Congenital Toxoplasmosis--Prenatal Aspects of Toxoplasma Gondii Infection

Efrat Rorman et al. Reprod Toxicol.


Toxoplasma gondii (T. gondii) is the cause of toxoplasmosis. Primary infection in an immunocompetent person is usually asymptomatic. Serological surveys demonstrate that world-wide exposure to T. gondii is high (30% in US and 50-80% in Europe). Vertical transmission from a recently infected pregnant woman to her fetus may lead to congenital toxoplasmosis. The risk of such transmission increases as primary maternal infection occurs later in pregnancy. However, consequences for the fetus are more severe with transmission closer to conception. The timing of maternal primary infection is, therefore, critically linked to the clinical manifestations of the infection. Fetal infection may result in natural abortion.
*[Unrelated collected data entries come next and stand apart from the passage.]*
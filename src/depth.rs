//! Per-detection depth aggregation.
//!
//! Depth maps are pervasively invalid: sensor noise, occlusion and
//! reflective surfaces leave NaN, infinite or out-of-range samples scattered
//! through every frame. Aggregating without masking would contaminate every
//! statistic, so validity filtering happens before any arithmetic, and "no
//! depth" is a first-class outcome rather than an error.

use crate::{
    camera::DepthRange,
    detector::{BBox, Detection, TargetClass},
};
use ndarray::ArrayView2;
use serde::Serialize;

/// Depth aggregate of a single detection.
#[derive(Clone, Copy, Debug, PartialEq, Serialize)]
#[serde(rename_all = "snake_case")]
pub enum DepthStats {
    /// No valid depth sample inside the detection box.
    NoDepth,
    /// Aggregates over the valid samples inside the detection box.
    Valid(DepthAggregate),
}

/// Aggregates over at least one valid depth sample.
#[derive(Clone, Copy, Debug, PartialEq, Serialize)]
pub struct DepthAggregate {
    /// Number of valid samples.
    pub valid_count: usize,
    /// Mean distance in meters.
    pub mean: f32,
    /// Closest valid sample in meters.
    pub min: f32,
    /// Farthest valid sample in meters.
    pub max: f32,
    /// Unbiased sample standard deviation; `0.0` for a single sample.
    pub stdev: f32,
}

impl DepthStats {
    /// Mean distance, or `None` for the sentinel.
    #[must_use]
    pub fn mean(&self) -> Option<f32> {
        match self {
            Self::NoDepth => None,
            Self::Valid(aggregate) => Some(aggregate.mean),
        }
    }

    /// Number of valid samples; zero for the sentinel.
    #[must_use]
    pub fn valid_count(&self) -> usize {
        match self {
            Self::NoDepth => 0,
            Self::Valid(aggregate) => aggregate.valid_count,
        }
    }
}

/// Clips a box to the `(height, width)` sample grid, returning integer
/// bounds `(x1, y1, x2, y2)` with `x2`/`y2` exclusive, or `None` when the
/// clipped region has zero area.
#[allow(clippy::cast_possible_truncation, clippy::cast_sign_loss)]
fn clip_to_grid(bbox: &BBox, height: usize, width: usize) -> Option<(usize, usize, usize, usize)> {
    #[allow(clippy::cast_precision_loss)]
    let (w, h) = (width as f32, height as f32);
    let x1 = bbox.x1.max(0.0).floor();
    let y1 = bbox.y1.max(0.0).floor();
    let x2 = bbox.x2.min(w).ceil();
    let y2 = bbox.y2.min(h).ceil();
    if x2 <= x1 || y2 <= y1 {
        return None;
    }
    Some((x1 as usize, y1 as usize, (x2 as usize).min(width), (y2 as usize).min(height)))
}

/// Aggregates the valid depth samples inside one detection box.
#[must_use]
pub fn extract_one(depth: ArrayView2<'_, f32>, range: &DepthRange, bbox: &BBox) -> DepthStats {
    let (height, width) = depth.dim();
    let Some((x1, y1, x2, y2)) = clip_to_grid(bbox, height, width) else {
        return DepthStats::NoDepth;
    };
    let region = depth.slice(ndarray::s![y1..y2, x1..x2]);
    let mut count = 0usize;
    let mut sum = 0.0f64;
    let mut min = f32::INFINITY;
    let mut max = f32::NEG_INFINITY;
    for &sample in &region {
        if !sample.is_finite() || sample <= 0.0 || sample < range.min || sample > range.max {
            continue;
        }
        count += 1;
        sum += f64::from(sample);
        min = min.min(sample);
        max = max.max(sample);
    }
    if count == 0 {
        return DepthStats::NoDepth;
    }
    #[allow(clippy::cast_precision_loss)]
    let mean = sum / count as f64;
    let stdev = if count == 1 {
        0.0
    } else {
        let squared: f64 = region
            .iter()
            .filter(|sample| {
                sample.is_finite()
                    && **sample > 0.0
                    && **sample >= range.min
                    && **sample <= range.max
            })
            .map(|&sample| (f64::from(sample) - mean).powi(2))
            .sum();
        #[allow(clippy::cast_precision_loss)]
        let variance = squared / (count - 1) as f64;
        variance.sqrt()
    };
    #[allow(clippy::cast_possible_truncation)]
    DepthStats::Valid(DepthAggregate {
        valid_count: count,
        mean: mean as f32,
        min,
        max,
        stdev: stdev as f32,
    })
}

/// Aggregates depth for every detection, aligned with the input order.
///
/// Out-of-range targets are never paired with depth statistics; they carry
/// the sentinel unconditionally.
#[must_use]
pub fn extract(
    depth: ArrayView2<'_, f32>,
    range: &DepthRange,
    detections: &[Detection],
) -> Vec<DepthStats> {
    detections
        .iter()
        .map(|detection| {
            if detection.class == TargetClass::OutOfRange {
                DepthStats::NoDepth
            } else {
                extract_one(depth, range, &detection.bbox)
            }
        })
        .collect()
}
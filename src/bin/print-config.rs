//! Prints the effective pipeline configuration as JSON.

use clap::StructOpt;
use eyre::Result;
use talon::{cli::Cli, config::Config};

fn main() -> Result<()> {
    let cli = Cli::parse();
    let mut config =
        cli.config.as_ref().map(|path| Config::load(path)).transpose()?.unwrap_or_default();
    cli.apply(&mut config);
    println!("{}", serde_json::to_string_pretty(&config)?);
    Ok(())
}
//! The main on-device binary: runs one pipeline session and drives it from
//! the terminal.
//!
//! Keys: `space` starts, then toggles pause/resume; `k` skips forward 30
//! frames while paused; `q` stops.

use clap::StructOpt;
use eyre::Result;
use talon::{cli::Cli, config::Config};

fn main() -> Result<()> {
    let cli = Cli::parse();
    talon::async_main(run(cli))
}

async fn run(cli: Cli) -> Result<()> {
    let mut config =
        cli.config.as_ref().map(|path| Config::load(path)).transpose()?.unwrap_or_default();
    cli.apply(&mut config);
    session::run(config, cli.autostart).await
}

#[cfg(all(target_arch = "aarch64", target_os = "linux"))]
mod session {
    use eyre::Result;
    use std::{io, thread};
    use talon::{
        camera::zed::ZedCamera,
        config::Config,
        control::{Command, CommandSender},
        detector::yolo::YoloDetector,
        pipeline::Session,
        telemetry::{Lifecycle, PipelineState},
    };
    use termion::{event::Key, input::TermRead, raw::IntoRawMode};
    use tokio::sync::broadcast::error::RecvError;

    pub async fn run(config: Config, autostart: bool) -> Result<()> {
        let engine_path = config.engine_path.clone();
        let confidence_threshold = config.confidence_threshold;
        let mut session = Session::spawn(
            config,
            ZedCamera::open,
            move || YoloDetector::load(&engine_path, confidence_threshold),
        );
        let commands = session.commands();
        if autostart {
            commands.send(Command::Start);
        }
        spawn_key_thread(commands, autostart);

        let mut lifecycle = session.take_lifecycle().expect("lifecycle receiver already taken");
        let mut progress = session.subscribe_progress();
        let mut failed = false;
        loop {
            tokio::select! {
                event = lifecycle.recv() => match event {
                    Some(Lifecycle::State { state, reason }) => {
                        match reason {
                            Some(reason) => println!("\r[{state:?}] {reason}"),
                            None => println!("\r[{state:?}]"),
                        }
                        if state == PipelineState::Failed {
                            failed = true;
                        }
                        if matches!(state, PipelineState::Stopped | PipelineState::Failed) {
                            break;
                        }
                    }
                    Some(event) => println!("\r{event:?}"),
                    None => break,
                },
                event = progress.recv() => match event {
                    Ok(progress) => {
                        print!(
                            "\rframe {:>6}  {:5.1} fps  {:2} target(s)  {:6.1} ms   ",
                            progress.index,
                            progress.global_fps,
                            progress.detection_count,
                            progress.wall_ms,
                        );
                        use io::Write as _;
                        let _ = io::stdout().flush();
                    }
                    // Lossy by design; skip over the gap.
                    Err(RecvError::Lagged(_)) => {}
                    Err(RecvError::Closed) => {}
                },
            }
        }
        session.join();
        if failed {
            eyre::bail!("the session failed");
        }
        Ok(())
    }

    fn spawn_key_thread(commands: CommandSender, autostart: bool) {
        thread::spawn(move || {
            let Ok(_raw) = io::stdout().into_raw_mode() else {
                tracing::warn!("stdout is not a tty; interactive keys disabled");
                return;
            };
            let mut started = autostart;
            let mut paused = false;
            for key in io::stdin().keys() {
                match key {
                    Ok(Key::Char(' ')) => {
                        if !started {
                            started = true;
                            commands.send(Command::Start);
                        } else if paused {
                            paused = false;
                            commands.send(Command::Resume);
                        } else {
                            paused = true;
                            commands.send(Command::Pause);
                        }
                    }
                    Ok(Key::Char('k')) => commands.send(Command::Skip { frames: 30 }),
                    Ok(Key::Char('q') | Key::Ctrl('c')) => {
                        commands.send(Command::Stop);
                        break;
                    }
                    Ok(_) => {}
                    Err(_) => break,
                }
            }
        });
    }
}

#[cfg(not(all(target_arch = "aarch64", target_os = "linux")))]
mod session {
    use eyre::Result;
    use talon::config::Config;

    pub async fn run(_config: Config, _autostart: bool) -> Result<()> {
        eyre::bail!(
            "this binary drives the on-device sensor; build for aarch64-unknown-linux-gnu"
        )
    }
}
//! Command Line Interface.

use crate::{camera::DepthPreset, schedule::DepthRate};
use clap::StructOpt;
use std::path::PathBuf;

/// The real-time stereo-vision inference pipeline of the talon tracking
/// sensor
#[derive(StructOpt, Debug)]
#[clap(about, version = env!("GIT_VERSION"))]
pub struct Cli {
    /// Load config from file.
    #[structopt(short = 'c', long)]
    pub config: Option<PathBuf>,
    /// Process a recorded session file instead of the live sensor.
    #[structopt(short = 'r', long)]
    pub recording: Option<PathBuf>,
    /// Path of the prebuilt detector engine.
    #[structopt(short = 'e', long)]
    pub engine: Option<PathBuf>,
    /// Depth map frequency in Hz; overrides the configured rate.
    #[structopt(short = 'd', long)]
    pub depth_hz: Option<f32>,
    /// Compute a depth map on every frame; overrides `--depth-hz`.
    #[structopt(long)]
    pub depth_every_frame: bool,
    /// Depth backend quality preset.
    #[structopt(long, arg_enum)]
    pub depth_preset: Option<DepthPresetArg>,
    /// Save annotated JPEG frames.
    #[structopt(short = 'j', long)]
    pub save_images: bool,
    /// Save YOLO-format label files.
    #[structopt(short = 'l', long)]
    pub save_labels: bool,
    /// Root of per-session output directories.
    #[structopt(short = 'o', long)]
    pub output_root: Option<PathBuf>,
    /// Start processing immediately instead of waiting for a key.
    #[structopt(short = 's', long)]
    pub autostart: bool,
}

/// CLI spelling of [`DepthPreset`].
#[derive(clap::ArgEnum, Clone, Copy, Debug)]
pub enum DepthPresetArg {
    /// Lowest latency, noisiest maps.
    Fast,
    /// The default trade-off.
    Balanced,
    /// Highest quality, slowest.
    Best,
}

impl From<DepthPresetArg> for DepthPreset {
    fn from(arg: DepthPresetArg) -> Self {
        match arg {
            DepthPresetArg::Fast => Self::Fast,
            DepthPresetArg::Balanced => Self::Balanced,
            DepthPresetArg::Best => Self::Best,
        }
    }
}

impl Cli {
    /// Folds the CLI overrides into a configuration.
    pub fn apply(&self, config: &mut crate::config::Config) {
        if let Some(path) = &self.recording {
            config.source = crate::camera::SourceDescriptor::Recording { path: path.clone() };
        }
        if let Some(path) = &self.engine {
            config.engine_path = path.clone();
        }
        if let Some(hz) = self.depth_hz {
            config.depth_rate = DepthRate::Hz(hz);
        }
        if self.depth_every_frame {
            config.depth_rate = DepthRate::EveryFrame;
        }
        if let Some(preset) = self.depth_preset {
            config.camera.depth_preset = preset.into();
        }
        if self.save_images {
            config.artifacts.save_annotated_image = true;
        }
        if self.save_labels {
            config.artifacts.save_label_file = true;
        }
        if let Some(root) = &self.output_root {
            config.artifacts.output_root = root.clone();
        }
    }
}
Often, no apparent symptoms are observed at birth and complications develop only later in life. The laboratory methods of assessing fetal risk of T. gondii infection are serology and direct tests. Screening programs for women at childbearing age or of the newborn, as well as education of the public regarding infection prevention, proved to be cost-effective and reduce the rate of infection. The impact of antiparasytic therapy on vertical transmission from mother to fetus is still controversial. However, specific therapy is recommended to be initiated as soon as infection is diagnosed.